Stellar cast highlights 'Killing Them Softly'

November 18, 2012

Much like last year’s “Drive,” starring Ryan Gosling, I sense audiences going to see Brad Pitt’s latest, “Killing Them Softly,” are going to be quite unsure of what to make of the picture. From the casting (“Goodfella’s” Ray Liotta! “The Sopranos’” James Gandolfini!) to the marketing - right down to the poster of a shotgun-toting Pitt - you might envision a gritty, action-stuffed Mob flick.

And while those promises don’t go unfulfilled, it’s going leave the average filmgoers scratching their noggins. But for those who revel in craft and content, director Andrew Dominik adds not only style but substance to the genre that typically sacrifices one for the other.

Dominik last left us with the criminally underseen “The Assassination of Jesse James by the Coward Robert Ford,” with Pitt as the lead. It was a contemplative Western that moved as gracefully as wind over a wheat field. He’s decided to take the same deliberate approach to the Mob movie, with almost obsessive attention to detail: the chiaroscuro lighting, the eclectic, ironic soundtrack, the intimate camera angles.

Based on the book “Cogan’s Trade,” a rather obscure 1974 crime novel from author George V. Higgins, “Softly” casts Pitt as a professional enforcer who is hired to investigate a heist that interrupted a Mob-sponsored poker game.

The film updates the novel, setting it in a post-Katrina New Orleans, and the rhetoric of the upcoming 2008 presidential election echoes throughout. This is quite purposeful, as we watch what can happen to an economy in a situation of unregulated gambling.

And for those thinking that the film packs a partisan rage, fingers are pointed in all directions for negligence, unfulfilled promises and deliberate use of tragedy for political power. It’s far from subtle in its indictment, but it adds a sting to the proceedings and actually manages to become a character within the film.

And speaking of characters, “Softly” is rich with them. Liotta’s jittery Markie Trattman is a scumbag, but he gets taught a lesson that no one deserves. It’s a scene so jarring in its unpredictable brutality, it’s almost hard to witness. Much like “Drive” punctuated its story with left-field violence, “Softly’s” punches are much more resonant because of their infrequency. Another standout performance is courtesy of Ben Mendelsohn, last seen in “The Dark Knight Rises,” as Russell. He’s a drug-addled wild card that is both comedic and tragic in the actor’s hands.
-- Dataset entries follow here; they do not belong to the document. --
/// Build the display card for one judgment against a round result. Settlement
/// and the highlight reconstruction share this single formatter.
pub fn flip_card_for(
    round_id: &str,
    agent_id: &str,
    agent_name: &str,
    direction: Direction,
    confidence: i64,
    result: Direction,
    timestamp: i64,
) -> FlipCard {
    let correct = direction == result;
    let change = score_change(correct, confidence);
    let card_result = if correct {
        CardResult::Win
    } else {
        CardResult::Fail
    };
    let sign = if change >= 0 { "+" } else { "" };
    FlipCard {
        id: None,
        round_id: round_id.to_string(),
        agent_id: agent_id.to_string(),
        agent_name: agent_name.to_string(),
        result: card_result,
        confidence,
        score_change: change,
        title: format!("{} {}{}", agent_name, sign, change),
        text: format!(
            "Called {} at {}% confidence, round went {}.",
            direction.as_str(),
            confidence,
            result.as_str()
        ),
        timestamp,
    }
}

/// Judgment submission failures, mapped to HTTP statuses at the boundary.
#[derive(Debug)]
pub enum SubmitError {
    Validation(String),
    NotFound(String),
    Precondition(String),
    Reason(ReasonError),
    Internal(anyhow::Error),
}

impl fmt::Display for SubmitError {
    fn fmt(&self, f: &mut fmt::Formatter<'_>) -> fmt::Result {
        match self {
            SubmitError::Validation(msg) => write!(f, "{}", msg),
            SubmitError::NotFound(msg) => write!(f, "{}", msg),
            SubmitError::Precondition(msg) => write!(f, "{}", msg),
            SubmitError::Reason(e) => write!(f, "{}", e),
            SubmitError::Internal(e) => write!(f, "{}", e),
        }
    }
}

impl From<anyhow::Error> for SubmitError {
    fn from(e: anyhow::Error) -> Self {
        SubmitError::Internal(e)
    }
}

/// Raw judgment submission body.
#[derive(Debug, Clone, Deserialize)]
pub struct JudgmentPayload {
    pub round_id: Option<String>,
    pub direction: Option<String>,
    pub confidence: Option<i64>,
    pub comment: Option<String>,
    pub intervals: Option<Vec<String>>,
    pub analysis_start_time: Option<i64>,
    pub analysis_end_time: Option<i64>,
    pub reason_rule: Option<RawReasonRule>,
}

/// Payload after validation, before any I/O.
#[derive(Debug, Clone)]
pub struct ValidPayload {
    pub round_id: String,
    pub direction: Direction,
    pub confidence: i64,
    pub comment: String,
    pub intervals: Vec<Timeframe>,
    pub analysis_start_time: i64,
    pub analysis_end_time: i64,
    pub reason_rule: ReasonRule,
}

/// Validate an untyped submission into a normalized record. Pure.
pub fn validate_payload(payload: &JudgmentPayload) -> Result<ValidPayload, SubmitError> {
    let round_id = payload
        .round_id
        .as_deref()
        .map(str::trim)
        .filter(|s| !s.is_empty())
        .ok_or_else(|| SubmitError::Validation("round_id is required".into()))?
        .to_string();

    let direction = payload
        .direction
        .as_deref()
        .and_then(Direction::from_str)
        .ok_or_else(|| SubmitError::Validation("direction must be UP, DOWN or FLAT".into()))?;

    let confidence = payload
        .confidence
        .ok_or_else(|| SubmitError::Validation("confidence is required".into()))?;
    if !(0..=100).contains(&confidence) {
        return Err(SubmitError::Validation(
            "confidence must be in [0, 100]".into(),
        ));
    }

    let comment = payload
        .comment
        .as_deref()
        .map(str::trim)
        .unwrap_or_default()
        .to_string();
    if comment.is_empty() || comment.chars().count() > MAX_COMMENT_LEN {
        return Err(SubmitError::Validation(format!(
            "comment must be 1 to {} characters",
            MAX_COMMENT_LEN
        )));
    }

    let raw_intervals = payload
        .intervals
        .as_deref()
        .filter(|v| !v.is_empty())
        .ok_or_else(|| SubmitError::Validation("intervals must be non-empty".into()))?;
    let mut intervals = Vec::with_capacity(raw_intervals.len());
    for raw in raw_intervals {
        let tf = Timeframe::from_str(raw).ok_or_else(|| {
            SubmitError::Validation(format!("unsupported interval: {}", raw))
        })?;
        if !intervals.contains(&tf) {
            intervals.push(tf);
        }
    }

    let start = payload
        .analysis_start_time
        .ok_or_else(|| SubmitError::Validation("analysis_start_time is required".into()))?;
    let end = payload
        .analysis_end_time
        .ok_or_else(|| SubmitError::Validation("analysis_end_time is required".into()))?;
    if start >= end {
        return Err(SubmitError::Validation(
            "analysis_start_time must precede analysis_end_time".into(),
        ));
    }

    let raw_rule = payload
        .reason_rule
        .as_ref()
        .ok_or_else(|| SubmitError::Validation("reason_rule is required".into()))?;
    let reason_rule = normalize_rule(raw_rule, Some(&intervals), Some(direction))
        .map_err(SubmitError::Reason)?;

    Ok(ValidPayload {
        round_id,
        direction,
        confidence,
        comment,
        intervals,
        analysis_start_time: start,
        analysis_end_time: end,
        reason_rule,
    })
}

/// Accepted-submission receipt returned to the agent.
#[derive(Debug, Serialize)]
pub struct SubmitReceipt {
    pub ok: bool,
    pub reason: SubmitEvaluation,
}

pub struct RoundService {
    store: Arc<Store>,
    cfg: Arc<Config>,
}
Pitt anchors the film with his smooth, hair-trigger approach. His Jackie Cogan is a fixer in the classic sense. He is mentally and physically powerful, but his relationships are all superficial and to his own gain. It may be a sad existence, but in his profession it’s essential. And he’s damn good at what he does.

I have no doubt that the film will frustrate and confound some audience members hungry for nonstop action and bloodshed. But while it delivers on the brutality, it pauses for long stretches in between to soak in its gritty, rain-drenched atmosphere, allowing us to draw parallels to the state of the country and those who promise to help us reach higher ground - socially, economically or physically.

The film might conclude too abruptly for some, with no definitive visual resolution. But for those who like to listen to, as well as watch, their movies, Pitt’s final lines pack a devastating wallop that ends the film better than any shot of characters riding into a sunset ever could.